La conclusión del proceso electoral en marcha probablemente delineará un nuevo mapa de distribución de poder político entre las provincias y la Nación, y abrirá otra oportunidad para discutir la redistribución de fondos coparticipables y discrecionales entre ambas jurisdicciones en cuanto, desde los años treinta del siglo XX, los principales recursos fiscales corresponden a las provincias porque surgen de la actividad económica interna.
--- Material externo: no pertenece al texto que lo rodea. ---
use crate::assets::IndexDocument;
use crate::config::Config;

/// Shared application state injected into all route handlers via Axum extractors.
/// Immutable after startup.
#[derive(Clone)]
pub struct AppState {
    pub config: Config,
    pub index: IndexDocument,
}
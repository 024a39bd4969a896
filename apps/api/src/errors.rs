use std::path::PathBuf;

use thiserror::Error;

/// Failures loading static assets at startup.
#[derive(Debug, Error)]
pub enum AssetError {
    #[error("Failed to read index document {path}: {source}")]
    Read {
        path: PathBuf,
        #[source]
        source: std::io::Error,
    },

    #[error("Index document {0} is empty")]
    Empty(PathBuf),
}
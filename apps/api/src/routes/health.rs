use axum::Json;
use chrono::Local;
use serde::Serialize;

const TIMESTAMP_FORMAT: &str = "%Y-%m-%dT%H:%M:%S%.f";

#[derive(Debug, Serialize)]
pub struct HealthStatus {
    pub status: &'static str,
    pub timestamp: String,
}

impl HealthStatus {
    /// "OK" stamped with the local wall-clock time, ISO-8601 without offset.
    pub fn now() -> Self {
        Self {
            status: "OK",
            timestamp: Local::now().naive_local().format(TIMESTAMP_FORMAT).to_string(),
        }
    }
}

/// GET /health
pub async fn health_handler() -> Json<HealthStatus> {
    Json(HealthStatus::now())
}
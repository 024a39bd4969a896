mod assets;
mod config;
mod errors;
mod routes;
mod state;

use anyhow::{Context, Result};
use std::net::SocketAddr;
use tracing::info;
use tracing_subscriber::{layer::SubscriberExt, util::SubscriberInitExt, EnvFilter};

use crate::assets::IndexDocument;
use crate::config::{Config, LogFormat};
use crate::routes::build_router;
use crate::state::AppState;

#[tokio::main]
async fn main() -> Result<()> {
    // Load configuration first so the log level is known
    let config = Config::from_env()?;

    init_tracing(&config);

    info!("Starting presenter API v{}", env!("CARGO_PKG_VERSION"));

    let index = IndexDocument::load(&config).context("Failed to load index document")?;
    info!("Index document ready ({} bytes)", index.as_bytes().len());
    if let Some(dir) = &config.static_dir {
        info!("Serving static assets from {}", dir.display());
    }

    let state = AppState {
        index,
        config: config.clone(),
    };

    let app = build_router(state);

    let addr = SocketAddr::new(config.bind_addr, config.port);
    let listener = tokio::net::TcpListener::bind(addr)
        .await
        .with_context(|| format!("Failed to bind {addr}"))?;
    info!("Listening on {addr}");

    axum::serve(listener, app)
        .with_graceful_shutdown(shutdown_signal())
        .await?;

    info!("Server stopped");
    Ok(())
}

fn init_tracing(config: &Config) {
    let filter = EnvFilter::try_from_default_env().unwrap_or_else(|_| {
        EnvFilter::new(format!(
            "{}={},tower_http=info",
            env!("CARGO_CRATE_NAME"),
            &config.rust_log
        ))
    });

    let json = config.log_format == LogFormat::Json;
    tracing_subscriber::registry()
        .with(filter)
        .with(json.then(|| tracing_subscriber::fmt::layer().json().with_current_span(true)))
        .with((!json).then(|| tracing_subscriber::fmt::layer().compact()))
        .init();
}

async fn shutdown_signal() {
    let ctrl_c = async {
        if let Err(e) = tokio::signal::ctrl_c().await {
            tracing::error!(error = %e, "Failed to listen for Ctrl-C");
        }
    };

    #[cfg(unix)]
    let terminate = async {
        match tokio::signal::unix::signal(tokio::signal::unix::SignalKind::terminate()) {
            Ok(mut signal) => {
                signal.recv().await;
            }
            Err(e) => {
                tracing::error!(error = %e, "Failed to listen for SIGTERM");
                std::future::pending::<()>().await;
            }
        }
    };

    #[cfg(not(unix))]
    let terminate = std::future::pending::<()>();

    tokio::select! {
        _ = ctrl_c => {},
        _ = terminate => {},
    }

    info!("Shutdown signal received");
}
Un dilema de resolución incierta que, tal vez, integre el debate público de cara a los próximos comicios generales, a pesar de los intereses en juego, con el fin de avanzar en un nuevo pacto federal que sea capaz de vehiculizar reformas político-institucionales y fiscales que promuevan procesos de desarrollo económico, social y cultural inclusivos, fortalezcan la calidad de las instituciones democráticas y frenen la decadencia que asola al país.